Subscription Required By Judson Rollins
Introduction 
April 15, 2021, © Leeham News: Late last month, the aerospace and defense analysis team at Credit Suisse (CS) published its view on the future of the Airbus-Boeing duopoly, as well as an introduction to COMAC’s market position and future. CS's main thesis struck a decidedly upbeat note: "As a result of excess retirements due to [COVID-19], significant [sustainability investor] pressure on decarbonization, and the appeal of new warrantied aircraft, we might actually expect a period of solid new aircraft demand in a year or two." In terms of specific manufacturers, the team was unsurprisingly more bullish on Airbus than Boeing. They cited Airbus’s “strong market positions in narrowbodies” and their expectation that Boeing’s “recovery will be encumbered by the realities of its product portfolio.” CS did see room for longer-term optimism on Boeing, arguing that while spend on new product development “would pressure numbers this decade, it could also shift the competitive pendulum back … helping anchor a higher terminal [share] value.” However, CS’s view seems to be more optimistic than that reflected in the two manufacturers’ equity prices. Airbus and Boeing shares are down 23% and 26% from their respective early-2020 highs.

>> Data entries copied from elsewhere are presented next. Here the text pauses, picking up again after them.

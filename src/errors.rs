//! Application error model
//!
//! Defines a typed error hierarchy using `thiserror`. Variants follow the
//! stage at which a failure happens, because the stage decides the recovery:
//! session-level failures drop the connection and back off, per-message
//! failures skip one message, configuration failures stop before any task runs.

use thiserror::Error;

/// Application error type
#[derive(Debug, Error)]
pub enum AppError {
    /// Configuration could not be read, parsed or validated
    #[error("invalid configuration: {0}")]
    Config(String),
    /// Session could not be established (TCP, TLS, greeting)
    #[error("connect failed: {0}")]
    Connect(String),
    /// Authentication failure (bad credentials, account disabled)
    #[error("authentication failed: {0}")]
    AuthFailed(String),
    /// Operation timeout (TCP connect, TLS handshake, IMAP response, scan, watch)
    #[error("operation timed out: {0}")]
    Timeout(String),
    /// Folder select, batch fetch or change-notification failure
    #[error("mailbox error: {0}")]
    Mailbox(String),
    /// Failure handling a single message (parse, flag, store, delete)
    #[error("message error: {0}")]
    Message(String),
    /// Ticket counter file unreadable, corrupt or not writable
    #[error("ticket counter error: {0}")]
    Counter(String),
    /// Forwarding submission failure
    #[error("relay error: {0}")]
    Relay(String),
    /// Internal error (unexpected failure, external crate error)
    #[error("internal error: {0}")]
    Internal(String),
}

impl AppError {
    /// Convenience constructor for `Config`
    pub fn config(msg: impl Into<String>) -> Self {
        Self::Config(msg.into())
    }

    /// Whether the live session must be discarded after this error
    ///
    /// Per-message, counter and relay failures leave the IMAP session usable;
    /// everything else means the session state is unknown.
    pub fn is_connection_fatal(&self) -> bool {
        !matches!(self, Self::Message(_) | Self::Counter(_) | Self::Relay(_))
    }
}

/// Type alias for fallible return values
pub type AppResult<T> = Result<T, AppError>;
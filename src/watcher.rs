//! Change notification on the watch folder

use std::time::Duration;

use tracing::debug;

use crate::errors::AppResult;
use crate::mailbox::MailboxConnection;
use crate::models::{FolderInfo, WatchOutcome};

/// Select `folder` and block until it changes or `limit` elapses
///
/// `scanned` is the folder state the last scan worked from. Servers only
/// notify about changes made after the wait starts, so if the folder has
/// already moved on from it this returns `Changed` without waiting.
///
/// Both outcomes send the worker back to scanning; a timeout only means
/// nothing was reported, not that nothing changed.
///
/// # Errors
///
/// Returns the connection's error if the folder cannot be selected or the
/// wait cannot be established.
pub async fn watch<C>(
    conn: &mut C,
    folder: &str,
    scanned: &FolderInfo,
    limit: Duration,
) -> AppResult<WatchOutcome>
where
    C: MailboxConnection + ?Sized,
{
    let info = conn.select_folder(folder).await?;
    if info.moved_on_from(scanned) {
        debug!(
            folder,
            exists = info.exists,
            uid_next = ?info.uid_next,
            "folder changed since scan"
        );
        return Ok(WatchOutcome::Changed);
    }
    debug!(
        folder,
        exists = info.exists,
        uid_validity = ?info.uid_validity,
        timeout_secs = limit.as_secs(),
        "waiting for changes"
    );
    let outcome = conn.wait_for_change(limit).await?;
    match outcome {
        WatchOutcome::Changed => debug!(folder, "change reported"),
        WatchOutcome::TimedOut => debug!(folder, "watch timed out without change"),
    }
    Ok(outcome)
}
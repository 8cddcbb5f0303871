//! Per-message decisions and transforms
//!
//! Everything here is free of IO: idempotency checks, spam/ham selection,
//! the edit-copy transforms and routing. The scanner supplies the ticket
//! minting as a closure so the counter is only touched when a subject
//! actually needs a new ticket.

use crate::counter::TicketId;
use crate::errors::AppResult;
use crate::mime::MailMessage;
use crate::models::{EditMode, Message, PROCESSED_FLAG_PREFIX, SelectFilter, TaskConfig};

/// Header set by the spam classifier on flagged messages
pub const SPAM_FLAG_HEADER: &str = "X-Spam-Flag";
/// Header holding the subject before the classifier rewrote it
pub const SPAM_PREV_SUBJECT_HEADER: &str = "X-Spam-Prev-Subject";
/// Header added to messages restored by `un-spam`
pub const BLESSING_HEADER: &str = "X-Unspammer-Blessing";

/// Classifier headers removed by `un-spam`
pub const SPAM_HEADERS: [&str; 8] = [
    SPAM_PREV_SUBJECT_HEADER,
    SPAM_FLAG_HEADER,
    "X-Spam-Status",
    "X-Spam-Level",
    "X-Spam-Score",
    "X-Spam-Tests",
    "X-Spam-Report",
    "X-Spam-Checker-Version",
];

/// Whether this task already processed the message
pub fn is_processed(message: &Message, task: &TaskConfig) -> bool {
    message.has_flag(&task.processed_flag())
}

/// Other tasks' processed-flags, preserved on archive copies
pub fn carried_flags(flags: &[String], own_flag: &str) -> Vec<String> {
    flags
        .iter()
        .filter(|f| f.starts_with(PROCESSED_FLAG_PREFIX) && f.as_str() != own_flag)
        .cloned()
        .collect()
}

/// Flags for the archive copy: own processed-flag first, then carried ones
pub fn archive_flags(task: &TaskConfig, carried: &[String]) -> Vec<String> {
    let mut flags = Vec::with_capacity(carried.len() + 1);
    flags.push(task.processed_flag());
    flags.extend(carried.iter().cloned());
    flags
}

/// Whether the spam classifier flagged the message
pub fn is_spam(mail: &MailMessage) -> bool {
    mail.header(SPAM_FLAG_HEADER).is_some_and(|v| {
        let v = v.trim();
        v.eq_ignore_ascii_case("yes") || v.eq_ignore_ascii_case("true")
    })
}

/// Apply the spam/ham/all gate
pub fn selects(filter: SelectFilter, mail: &MailMessage) -> bool {
    match filter {
        SelectFilter::Spam => is_spam(mail),
        SelectFilter::Ham => !is_spam(mail),
        SelectFilter::All => true,
    }
}

/// What the edit-copy step did
#[derive(Debug, Clone, PartialEq, Eq)]
pub enum EditOutcome {
    /// `no` mode
    Unchanged,
    /// Subject already carried this task's tag, no ticket minted
    AlreadyTagged,
    /// Subject was prefixed with a fresh ticket
    Tagged(TicketId),
    /// Classifier headers stripped and the original subject restored
    Blessed,
}

/// Apply the task's edit-copy mode to `mail`
///
/// `mint` is called at most once, only when a ticket is needed. A minting
/// failure leaves `mail` untouched.
pub fn edit_copy<F>(mode: EditMode, tag: &str, mail: &mut MailMessage, mint: F) -> AppResult<EditOutcome>
where
    F: FnOnce() -> AppResult<TicketId>,
{
    match mode {
        EditMode::RtTag => {
            let subject = mail.subject().unwrap_or_default().to_owned();
            if has_ticket_tag(&subject, tag) {
                return Ok(EditOutcome::AlreadyTagged);
            }
            let ticket = mint()?;
            mail.set_header("Subject", &tagged_subject(tag, &ticket, &subject));
            Ok(EditOutcome::Tagged(ticket))
        }
        EditMode::UnSpam => {
            unspam(mail);
            Ok(EditOutcome::Blessed)
        }
        EditMode::No => Ok(EditOutcome::Unchanged),
    }
}

/// Whether [`edit_copy`] will call its `mint` closure for this message
pub fn needs_ticket(mode: EditMode, tag: &str, mail: &MailMessage) -> bool {
    mode == EditMode::RtTag && !has_ticket_tag(mail.subject().unwrap_or_default(), tag)
}

/// Whether `subject` already carries a ticket for `tag`
pub fn has_ticket_tag(subject: &str, tag: &str) -> bool {
    subject.contains(&format!("[{tag} -"))
}

/// `[<tag> - <ticket>] <subject>`
pub fn tagged_subject(tag: &str, ticket: &TicketId, subject: &str) -> String {
    format!("[{tag} - {ticket}] {subject}")
}

/// Restore the pre-classifier subject and strip classifier headers
///
/// When the classifier did not preserve a subject, the current one stays.
pub fn unspam(mail: &mut MailMessage) {
    if let Some(previous) = mail.header(SPAM_PREV_SUBJECT_HEADER).map(str::to_owned) {
        mail.set_header("Subject", &previous);
    }
    for header in SPAM_HEADERS {
        mail.remove_header(header);
    }
    mail.set_header(BLESSING_HEADER, "BLESSED");
}

/// Remove `Return-Path` and return the envelope sender it named
///
/// `<>` and a missing header both mean the null sender.
pub fn take_return_path(mail: &mut MailMessage) -> Option<String> {
    let value = mail.header("Return-Path").map(str::to_owned);
    mail.remove_header("Return-Path");
    let address = value?
        .trim()
        .trim_start_matches('<')
        .trim_end_matches('>')
        .trim()
        .to_owned();
    (!address.is_empty()).then_some(address)
}

/// Side effects configured for a task, in execution order
#[derive(Debug, Clone, PartialEq, Eq)]
pub struct Routing<'a> {
    pub forward_to: Option<&'a str>,
    pub archive_folder: Option<&'a str>,
    pub delete_original: bool,
}

impl<'a> Routing<'a> {
    pub fn for_task(task: &'a TaskConfig) -> Self {
        Self {
            forward_to: task.forward_to.as_deref(),
            archive_folder: task.archive_folder.as_deref(),
            delete_original: task.delete_original,
        }
    }
}

#[cfg(test)]
mod tests {
    use super::{
        BLESSING_HEADER, EditOutcome, SPAM_HEADERS, archive_flags, carried_flags, edit_copy,
        is_processed, needs_ticket, selects, take_return_path,
    };
    use crate::counter::TicketId;
    use crate::errors::AppError;
    use crate::mime::MailMessage;
    use crate::models::{EditMode, Message, SelectFilter, TaskConfig};

    fn task(name: &str) -> TaskConfig {
        TaskConfig {
            name: name.to_owned(),
            imap_account: "main".to_owned(),
            smtp_account: None,
            watch_folder: "INBOX".to_owned(),
            select: SelectFilter::All,
            edit: EditMode::No,
            archive_folder: None,
            forward_to: None,
            delete_original: false,
            tag: None,
        }
    }

    fn mail(headers: &str) -> MailMessage {
        MailMessage::parse(format!("{headers}\r\nbody\r\n").as_bytes()).expect("valid message")
    }

    #[test]
    fn processed_flag_is_task_specific() {
        let msg = Message {
            uid: 1,
            flags: vec!["\\Seen".to_owned(), "usp-other".to_owned()],
            raw: Vec::new(),
        };
        assert!(!is_processed(&msg, &task("helpdesk")));
        assert!(is_processed(&msg, &task("other")));
    }

    #[test]
    fn carries_only_other_tasks_flags() {
        let flags = vec![
            "\\Seen".to_owned(),
            "usp-helpdesk".to_owned(),
            "usp-cleaner".to_owned(),
            "Important".to_owned(),
        ];
        let carried = carried_flags(&flags, "usp-helpdesk");
        assert_eq!(carried, vec!["usp-cleaner".to_owned()]);
        assert_eq!(
            archive_flags(&task("helpdesk"), &carried),
            vec!["usp-helpdesk".to_owned(), "usp-cleaner".to_owned()]
        );
    }

    #[test]
    fn selection_follows_spam_flag() {
        let spam = mail("Subject: A\r\nX-Spam-Flag: YES\r\n");
        let ham = mail("Subject: B\r\nX-Spam-Flag: NO\r\n");
        let unflagged = mail("Subject: C\r\n");

        assert!(selects(SelectFilter::Spam, &spam));
        assert!(!selects(SelectFilter::Spam, &ham));
        assert!(!selects(SelectFilter::Spam, &unflagged));

        assert!(!selects(SelectFilter::Ham, &spam));
        assert!(selects(SelectFilter::Ham, &ham));
        assert!(selects(SelectFilter::Ham, &unflagged));

        assert!(selects(SelectFilter::All, &spam));
        assert!(selects(SelectFilter::All, &ham));
    }

    #[test]
    fn rt_tag_prefixes_subject_with_ticket() {
        let mut m = mail("Subject: Printer broken\r\n");
        let out = edit_copy(EditMode::RtTag, "HELP", &mut m, || {
            Ok(TicketId { year: 24, seq: 7 })
        })
        .expect("edit succeeds");
        assert_eq!(out, EditOutcome::Tagged(TicketId { year: 24, seq: 7 }));
        assert_eq!(m.subject(), Some("[HELP - 24-7] Printer broken"));
    }

    #[test]
    fn rt_tag_skips_minting_when_already_tagged() {
        let mut m = mail("Subject: Re: [HELP - 24-3] Printer broken\r\n");
        let out = edit_copy(EditMode::RtTag, "HELP", &mut m, || {
            panic!("must not mint a ticket")
        })
        .expect("edit succeeds");
        assert_eq!(out, EditOutcome::AlreadyTagged);
        assert_eq!(m.subject(), Some("Re: [HELP - 24-3] Printer broken"));
    }

    #[test]
    fn rt_tag_minting_failure_leaves_message_untouched() {
        let mut m = mail("Subject: Printer broken\r\n");
        let before = m.clone();
        let err = edit_copy(EditMode::RtTag, "HELP", &mut m, || {
            Err(AppError::Counter("corrupt".to_owned()))
        })
        .expect_err("must fail");
        assert!(matches!(err, AppError::Counter(_)));
        assert_eq!(m, before);
    }

    #[test]
    fn only_untagged_rt_tag_messages_need_a_ticket() {
        let fresh = mail("Subject: Printer broken\r\n");
        let tagged = mail("Subject: Re: [HELP - 24-3] Printer broken\r\n");
        assert!(needs_ticket(EditMode::RtTag, "HELP", &fresh));
        assert!(!needs_ticket(EditMode::RtTag, "HELP", &tagged));
        assert!(needs_ticket(EditMode::RtTag, "OPS", &tagged));
        assert!(!needs_ticket(EditMode::UnSpam, "HELP", &fresh));
        assert!(!needs_ticket(EditMode::No, "HELP", &fresh));
    }

    #[test]
    fn unspam_restores_subject_and_strips_headers() {
        let mut m = mail(
            "Subject: *****SPAM***** Buy now\r\nX-Spam-Prev-Subject: Buy now\r\nX-Spam-Flag: YES\r\nX-Spam-Status: Yes, score=9.1\r\nX-Spam-Level: *********\r\n",
        );
        let out = edit_copy(EditMode::UnSpam, "unused", &mut m, || unreachable!())
            .expect("edit succeeds");
        assert_eq!(out, EditOutcome::Blessed);
        assert_eq!(m.subject(), Some("Buy now"));
        for header in SPAM_HEADERS {
            assert!(m.header(header).is_none(), "{header} must be stripped");
        }
        assert_eq!(m.header(BLESSING_HEADER), Some("BLESSED"));
    }

    #[test]
    fn no_mode_leaves_message_alone() {
        let mut m = mail("Subject: Hello\r\nX-Spam-Flag: YES\r\n");
        let before = m.clone();
        let out = edit_copy(EditMode::No, "unused", &mut m, || unreachable!()).expect("ok");
        assert_eq!(out, EditOutcome::Unchanged);
        assert_eq!(m, before);
    }

    #[test]
    fn return_path_is_stripped_and_returned() {
        let mut m = mail("Return-Path: <bounce@example.com>\r\nSubject: x\r\n");
        assert_eq!(take_return_path(&mut m).as_deref(), Some("bounce@example.com"));
        assert!(m.header("Return-Path").is_none());

        let mut null = mail("Return-Path: <>\r\nSubject: x\r\n");
        assert_eq!(take_return_path(&mut null), None);
        assert!(null.header("Return-Path").is_none());

        let mut missing = mail("Subject: x\r\n");
        assert_eq!(take_return_path(&mut missing), None);
    }
}
/// SMTP relay entry
#[derive(Debug, Deserialize, JsonSchema)]
#[serde(rename_all = "camelCase", deny_unknown_fields)]
pub struct SmtpAccountEntry {
    /// `host[:port]`, port defaults to 25
    pub server: String,
    #[serde(default)]
    pub username: Option<String>,
    #[serde(default)]
    pub password: Option<String>,
}

/// Task entry
#[derive(Debug, Deserialize, JsonSchema)]
#[serde(rename_all = "camelCase", deny_unknown_fields)]
pub struct TaskEntry {
    pub imap_account: String,
    #[serde(default)]
    pub smtp_account: Option<String>,
    pub watch_folder: String,
    pub select_message: SelectFilter,
    pub edit_copy: EditMode,
    #[serde(default)]
    pub store_copy_in: Option<String>,
    #[serde(default)]
    pub forward_copy_to: Option<String>,
    #[serde(default)]
    pub delete_message: bool,
    #[serde(default)]
    pub rt_tag: Option<String>,
}

/// IMAP account configuration
///
/// Passwords are stored using `SecretString` to prevent accidental logging.
#[derive(Debug, Clone)]
pub struct ImapAccount {
    /// Account name from the document
    pub name: String,
    /// IMAP server hostname
    pub host: String,
    /// IMAP server port
    pub port: u16,
    /// Username for authentication
    pub user: String,
    /// Password stored in a type that prevents accidental logging
    pub pass: SecretString,
}

/// SMTP relay configuration
#[derive(Debug, Clone)]
pub struct SmtpAccount {
    pub name: String,
    pub host: String,
    pub port: u16,
    pub user: Option<String>,
    pub pass: Option<SecretString>,
}

/// Runtime settings shared by all workers
#[derive(Debug, Clone)]
pub struct Settings {
    /// Delay between a disconnect and the next connect attempt
    pub backoff: Duration,
    /// Upper bound for one scan of the watch folder
    pub scan_timeout: Duration,
    /// Upper bound for one change-notification wait
    pub watch_timeout: Duration,
    /// Maximum number of most recent messages fetched per scan
    pub scan_batch: u32,
    /// Poll interval when the server lacks IDLE
    pub poll_interval: Duration,
    /// TCP connection timeout
    pub connect_timeout: Duration,
    /// TLS handshake, greeting and LOGIN timeout
    pub greeting_timeout: Duration,
    /// Per-command socket timeout
    pub socket_timeout: Duration,
    /// How long shutdown waits for workers to return
    pub shutdown_grace: Duration,
}

impl Default for Settings {
    fn default() -> Self {
        Self {
            backoff: Duration::from_secs(15),
            scan_timeout: Duration::from_secs(60),
            watch_timeout: Duration::from_secs(60 * 60),
            scan_batch: 10,
            poll_interval: Duration::from_secs(60),
            connect_timeout: Duration::from_millis(30_000),
            greeting_timeout: Duration::from_millis(15_000),
            socket_timeout: Duration::from_millis(300_000),
            shutdown_grace: Duration::from_secs(5),
        }
    }
}

impl Settings {
    /// Load runtime settings from environment variables
    ///
    /// # Errors
    ///
    /// Returns `Config` if a variable is set but malformed, or if the scan
    /// batch is zero.
    ///
    /// # Example Environment
    ///
    /// ```text
    /// MAIL_TRIAGE_BACKOFF_SECONDS=15
    /// MAIL_TRIAGE_SCAN_TIMEOUT_SECONDS=60
    /// MAIL_TRIAGE_WATCH_TIMEOUT_SECONDS=3600
    /// MAIL_TRIAGE_SCAN_BATCH=10
    /// ```
    pub fn load_from_env() -> AppResult<Self> {
        let defaults = Self::default();
        let settings = Self {
            backoff: secs_env("MAIL_TRIAGE_BACKOFF_SECONDS", defaults.backoff)?,
            scan_timeout: secs_env("MAIL_TRIAGE_SCAN_TIMEOUT_SECONDS", defaults.scan_timeout)?,
            watch_timeout: secs_env("MAIL_TRIAGE_WATCH_TIMEOUT_SECONDS", defaults.watch_timeout)?,
            scan_batch: parse_u32_env("MAIL_TRIAGE_SCAN_BATCH", defaults.scan_batch)?,
            poll_interval: secs_env("MAIL_TRIAGE_POLL_INTERVAL_SECONDS", defaults.poll_interval)?,
            connect_timeout: Duration::from_millis(parse_u64_env(
                "MAIL_TRIAGE_CONNECT_TIMEOUT_MS",
                30_000,
            )?),
            greeting_timeout: Duration::from_millis(parse_u64_env(
                "MAIL_TRIAGE_GREETING_TIMEOUT_MS",
                15_000,
            )?),
            socket_timeout: Duration::from_millis(parse_u64_env(
                "MAIL_TRIAGE_SOCKET_TIMEOUT_MS",
                300_000,
            )?),
            shutdown_grace: secs_env("MAIL_TRIAGE_SHUTDOWN_GRACE_SECONDS", defaults.shutdown_grace)?,
        };
        if settings.scan_batch == 0 {
            return Err(AppError::config("MAIL_TRIAGE_SCAN_BATCH must be at least 1"));
        }
        Ok(settings)
    }
}

/// Fully validated configuration
#[derive(Debug, Clone)]
pub struct AppConfig {
    /// Receiving accounts keyed by name
    pub imap_accounts: BTreeMap<String, ImapAccount>,
    /// Relay accounts keyed by name
    pub smtp_accounts: BTreeMap<String, SmtpAccount>,
    /// Tasks keyed by name
    pub tasks: BTreeMap<String, TaskConfig>,
    /// Directory holding the per-task counter files
    pub state_dir: PathBuf,
}

impl AppConfig {
    /// Read, parse and validate the configuration file
    ///
    /// The format follows the file extension: `.toml` or `.json`.
    ///
    /// # Errors
    ///
    /// Returns `Config` for unreadable files, unknown extensions, parse
    /// failures and semantic validation failures.
    pub fn load(path: &Path) -> AppResult<Self> {
        let text = std::fs::read_to_string(path).map_err(|e| {
            AppError::Config(format!("cannot read config file {}: {e}", path.display()))
        })?;
        let document = parse_document(path, &text)?;
        let state_dir = path
            .parent()
            .filter(|p| !p.as_os_str().is_empty())
            .map_or_else(|| PathBuf::from("."), Path::to_path_buf);
        Self::from_document(document, state_dir)
    }

    /// Validate a parsed document and resolve account references
    pub fn from_document(document: ConfigDocument, state_dir: PathBuf) -> AppResult<Self> {
        let mut imap_accounts = BTreeMap::new();
        for (name, entry) in document.imap_accounts {
            let (host, port) = split_server(&entry.server, DEFAULT_IMAP_PORT)
                .map_err(|e| AppError::Config(format!("imap account '{name}': {e}")))?;
            required(&entry.username, &format!("imap account '{name}' username"))?;
            imap_accounts.insert(
                name.clone(),
                ImapAccount {
                    name,
                    host,
                    port,
                    user: entry.username,
                    pass: SecretString::new(entry.password.into()),
                },
            );
        }

        let mut smtp_accounts = BTreeMap::new();
        for (name, entry) in document.smtp_accounts {
            let (host, port) = split_server(&entry.server, DEFAULT_SMTP_PORT)
                .map_err(|e| AppError::Config(format!("smtp account '{name}': {e}")))?;
            if entry.username.is_some() != entry.password.is_some() {
                return Err(AppError::Config(format!(
                    "smtp account '{name}': username and password must be set together"
                )));
            }
            smtp_accounts.insert(
                name.clone(),
                SmtpAccount {
                    name,
                    host,
                    port,
                    user: entry.username,
                    pass: entry.password.map(|p| SecretString::new(p.into())),
                },
            );
        }

        if document.tasks.is_empty() {
            return Err(AppError::config("no tasks configured"));
        }

        let mut tasks = BTreeMap::new();
        for (name, entry) in document.tasks {
            let task = resolve_task(name.clone(), entry, &imap_accounts, &smtp_accounts)?;
            tasks.insert(name, task);
        }

        Ok(Self {
            imap_accounts,
            smtp_accounts,
            tasks,
            state_dir,
        })
    }

    /// Get receiving account by name
    ///
    /// # Errors
    ///
    /// Returns `Config` if the account is not configured.
    pub fn imap_account(&self, name: &str) -> AppResult<&ImapAccount> {
        self.imap_accounts
            .get(name)
            .ok_or_else(|| AppError::Config(format!("imap account '{name}' is not configured")))
    }

    /// Get relay account by name
    pub fn smtp_account(&self, name: &str) -> AppResult<&SmtpAccount> {
        self.smtp_accounts
            .get(name)
            .ok_or_else(|| AppError::Config(format!("smtp account '{name}' is not configured")))
    }
}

A deeper look into their analysis raises several questions about the future trajectory for commercial aircraft sales. Summary
  • Aircraft retirements aren’t the overreaction they appear to be.
  • Sustainability is already a priority for airlines and manufacturers; new regulations will only dampen commercial aircraft demand.
  • The appeal of new aircraft, while boosted by low interest rates, must be balanced against the wide availability of used ones.
  • A slow recovery in business travel will dampen yields, crimping investment in new aircraft.